# ACTION ITEM
Once the data has been read, return all of it precisely as written.

(EXERCISE INPUT begins)

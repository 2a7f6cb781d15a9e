//! A durable storage tier backed by the local filesystem

use std::{
    fs::{self, OpenOptions},
    io::{self, Write},
    path::{Path, PathBuf},
};

use super::Storage;
use crate::transport::BoxError;

/// A storage backend that keeps one file per key inside a directory
///
/// The directory is created on first write. On unix, files are only
/// readable by the current user.
///
/// Keys are percent-encoded into file names: ASCII letters, digits, `-`
/// and `_` are kept, every other byte becomes `%XX`. Distinct keys never
/// share a file.
#[derive(Debug)]
pub struct FileStorage {
    dir: PathBuf,
}

impl FileStorage {
    /// Constructs a new file storage backend rooted at `dir`
    pub fn new(dir: impl Into<PathBuf>) -> Self {
        Self { dir: dir.into() }
    }

    /// The directory holding stored values
    pub fn dir(&self) -> &Path {
        &self.dir
    }

    fn path_for(&self, key: &str) -> PathBuf {
        let mut name = String::with_capacity(key.len() + 5);
        for byte in key.bytes() {
            if byte.is_ascii_alphanumeric() || byte == b'-' || byte == b'_' {
                name.push(char::from(byte));
            } else {
                name.push_str(&format!("%{:02X}", byte));
            }
        }
        name.push_str(".json");
        self.dir.join(name)
    }
}

impl Storage for FileStorage {
    fn get_item(&self, key: &str) -> Result<Option<String>, BoxError> {
        match fs::read_to_string(self.path_for(key)) {
            Ok(data) => Ok(Some(data)),
            Err(error) if error.kind() == io::ErrorKind::NotFound => Ok(None),
            Err(error) => Err(error.into()),
        }
    }

    fn set_item(&self, key: &str, value: &str) -> Result<(), BoxError> {
        fs::create_dir_all(&self.dir)?;

        let mut file_opts = OpenOptions::new();
        file_opts.create(true).truncate(true).write(true);

        #[cfg(unix)]
        {
            use std::os::unix::fs::OpenOptionsExt;
            file_opts.mode(0o600);
        }

        let mut file = file_opts.open(self.path_for(key))?;
        file.write_all(value.as_bytes())?;
        file.sync_all()?;
        Ok(())
    }

    fn remove_item(&self, key: &str) -> Result<(), BoxError> {
        match fs::remove_file(self.path_for(key)) {
            Ok(()) => Ok(()),
            Err(error) if error.kind() == io::ErrorKind::NotFound => Ok(()),
            Err(error) => Err(error.into()),
        }
    }
}

#[cfg(test)]
mod tests {
    use serde_json::{json, Value};

    use super::*;
    use crate::store::CredentialStore;

    #[test]
    fn values_survive_a_new_store() {
        let dir = tempfile::tempdir().unwrap();

        let store = CredentialStore::new(FileStorage::new(dir.path()));
        assert!(store.is_durable());
        store.persist("auth_headers", &json!({ "Authorization": "Bearer abc" }));
        drop(store);

        let reopened = CredentialStore::new(FileStorage::new(dir.path()));
        assert_eq!(
            reopened.retrieve::<Value>("auth_headers"),
            Some(json!({ "Authorization": "Bearer abc" }))
        );
    }

    #[test]
    fn missing_keys_read_as_none_and_remove_cleanly() {
        let dir = tempfile::tempdir().unwrap();
        let storage = FileStorage::new(dir.path().join("nested"));

        assert_eq!(storage.get_item("auth_headers").unwrap(), None);
        storage.remove_item("auth_headers").unwrap();
    }

    #[test]
    fn keys_are_confined_to_the_directory() {
        let dir = tempfile::tempdir().unwrap();
        let storage = FileStorage::new(dir.path());

        storage.set_item("../escape", "1").unwrap();

        assert!(dir.path().join("%2E%2E%2Fescape.json").exists());
        assert_eq!(storage.get_item("../escape").unwrap().as_deref(), Some("1"));
    }

    #[test]
    fn similar_keys_do_not_collide() {
        let dir = tempfile::tempdir().unwrap();
        let storage = FileStorage::new(dir.path());

        storage.set_item("a.b", "dot").unwrap();
        storage.set_item("a_b", "underscore").unwrap();
        storage.set_item("a%2Eb", "escaped").unwrap();

        assert_eq!(storage.get_item("a.b").unwrap().as_deref(), Some("dot"));
        assert_eq!(storage.get_item("a_b").unwrap().as_deref(), Some("underscore"));
        assert_eq!(storage.get_item("a%2Eb").unwrap().as_deref(), Some("escaped"));

        storage.remove_item("a.b").unwrap();
        assert_eq!(storage.get_item("a_b").unwrap().as_deref(), Some("underscore"));
    }

    #[cfg(unix)]
    #[test]
    fn files_are_private_to_the_user() {
        use std::os::unix::fs::PermissionsExt;

        let dir = tempfile::tempdir().unwrap();
        let storage = FileStorage::new(dir.path());
        storage.set_item("auth_headers", "{}").unwrap();

        let mode = fs::metadata(dir.path().join("auth_headers.json"))
            .unwrap()
            .permissions()
            .mode();
        assert_eq!(mode & 0o777, 0o600);
    }

    #[test]
    fn a_directory_that_cannot_be_created_falls_back_to_memory() {
        let dir = tempfile::tempdir().unwrap();
        let blocker = dir.path().join("blocker");
        fs::write(&blocker, "not a directory").unwrap();

        let store = CredentialStore::new(FileStorage::new(blocker.join("store")));

        assert!(!store.is_durable());
        store.persist("auth_headers", &json!({ "a": "b" }));
        assert_eq!(store.retrieve::<Value>("auth_headers"), Some(json!({ "a": "b" })));
    }
}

(EXERCISE INPUT ends)

# RESPONSE BELOW
repository 2a7f6cb781d15a9e
//! A durable storage tier backed by the local filesystem

use std::{
    fs::{self, OpenOptions},
    io::{self, Write},
    path::{Path, PathBuf},
};

use super::Storage;
use crate::transport::BoxError;

/// A storage backend that keeps one file per key inside a directory
///
/// The directory is created on first write. On unix, files are only
/// readable by the current user.
///
/// Keys are percent-encoded into file names: ASCII letters, digits, `-`
/// and `_` are kept, every other byte becomes `%XX`. Distinct keys never
/// share a file.
#[derive(Debug)]
pub struct FileStorage {
    dir: PathBuf,
}

impl FileStorage {
    /// Constructs a new file storage backend rooted at `dir`
    pub fn new(dir: impl Into<PathBuf>) -> Self {
        Self { dir: dir.into() }
    }

    /// The directory holding stored values
    pub fn dir(&self) -> &Path {
        &self.dir
    }

    fn path_for(&self, key: &str) -> PathBuf {
        let mut name = String::with_capacity(key.len() + 5);
        for byte in key.bytes() {
            if byte.is_ascii_alphanumeric() || byte == b'-' || byte == b'_' {
                name.push(char::from(byte));
            } else {
                name.push_str(&format!("%{:02X}", byte));
            }
        }
        name.push_str(".json");
        self.dir.join(name)
    }
}

impl Storage for FileStorage {
    fn get_item(&self, key: &str) -> Result<Option<String>, BoxError> {
        match fs::read_to_string(self.path_for(key)) {
            Ok(data) => Ok(Some(data)),
            Err(error) if error.kind() == io::ErrorKind::NotFound => Ok(None),
            Err(error) => Err(error.into()),
        }
    }

    fn set_item(&self, key: &str, value: &str) -> Result<(), BoxError> {
        fs::create_dir_all(&self.dir)?;

        let mut file_opts = OpenOptions::new();
        file_opts.create(true).truncate(true).write(true);

        #[cfg(unix)]
        {
            use std::os::unix::fs::OpenOptionsExt;
            file_opts.mode(0o600);
        }

        let mut file = file_opts.open(self.path_for(key))?;
        file.write_all(value.as_bytes())?;
        file.sync_all()?;
        Ok(())
    }

    fn remove_item(&self, key: &str) -> Result<(), BoxError> {
        match fs::remove_file(self.path_for(key)) {
            Ok(()) => Ok(()),
            Err(error) if error.kind() == io::ErrorKind::NotFound => Ok(()),
            Err(error) => Err(error.into()),
        }
    }
}

#[cfg(test)]
mod tests {
    use serde_json::{json, Value};

    use super::*;
    use crate::store::CredentialStore;

    #[test]
    fn values_survive_a_new_store() {
        let dir = tempfile::tempdir().unwrap();

        let store = CredentialStore::new(FileStorage::new(dir.path()));
        assert!(store.is_durable());
        store.persist("auth_headers", &json!({ "Authorization": "Bearer abc" }));
        drop(store);

        let reopened = CredentialStore::new(FileStorage::new(dir.path()));
        assert_eq!(
            reopened.retrieve::<Value>("auth_headers"),
            Some(json!({ "Authorization": "Bearer abc" }))
        );
    }

    #[test]
    fn missing_keys_read_as_none_and_remove_cleanly() {
        let dir = tempfile::tempdir().unwrap();
        let storage = FileStorage::new(dir.path().join("nested"));

        assert_eq!(storage.get_item("auth_headers").unwrap(), None);
        storage.remove_item("auth_headers").unwrap();
    }

    #[test]
    fn keys_are_confined_to_the_directory() {
        let dir = tempfile::tempdir().unwrap();
        let storage = FileStorage::new(dir.path());

        storage.set_item("../escape", "1").unwrap();

        assert!(dir.path().join("%2E%2E%2Fescape.json").exists());
        assert_eq!(storage.get_item("../escape").unwrap().as_deref(), Some("1"));
    }

    #[test]
    fn similar_keys_do_not_collide() {
        let dir = tempfile::tempdir().unwrap();
        let storage = FileStorage::new(dir.path());

        storage.set_item("a.b", "dot").unwrap();
        storage.set_item("a_b", "underscore").unwrap();
        storage.set_item("a%2Eb", "escaped").unwrap();

        assert_eq!(storage.get_item("a.b").unwrap().as_deref(), Some("dot"));
        assert_eq!(storage.get_item("a_b").unwrap().as_deref(), Some("underscore"));
        assert_eq!(storage.get_item("a%2Eb").unwrap().as_deref(), Some("escaped"));

        storage.remove_item("a.b").unwrap();
        assert_eq!(storage.get_item("a_b").unwrap().as_deref(), Some("underscore"));
    }

    #[cfg(unix)]
    #[test]
    fn files_are_private_to_the_user() {
        use std::os::unix::fs::PermissionsExt;

        let dir = tempfile::tempdir().unwrap();
        let storage = FileStorage::new(dir.path());
        storage.set_item("auth_headers", "{}").unwrap();

        let mode = fs::metadata(dir.path().join("auth_headers.json"))
            .unwrap()
            .permissions()
            .mode();
        assert_eq!(mode & 0o777, 0o600);
    }

    #[test]
    fn a_directory_that_cannot_be_created_falls_back_to_memory() {
        let dir = tempfile::tempdir().unwrap();
        let blocker = dir.path().join("blocker");
        fs::write(&blocker, "not a directory").unwrap();

        let store = CredentialStore::new(FileStorage::new(blocker.join("store")));

        assert!(!store.is_durable());
        store.persist("auth_headers", &json!({ "a": "b" }));
        assert_eq!(store.retrieve::<Value>("auth_headers"), Some(json!({ "a": "b" })));
    }
}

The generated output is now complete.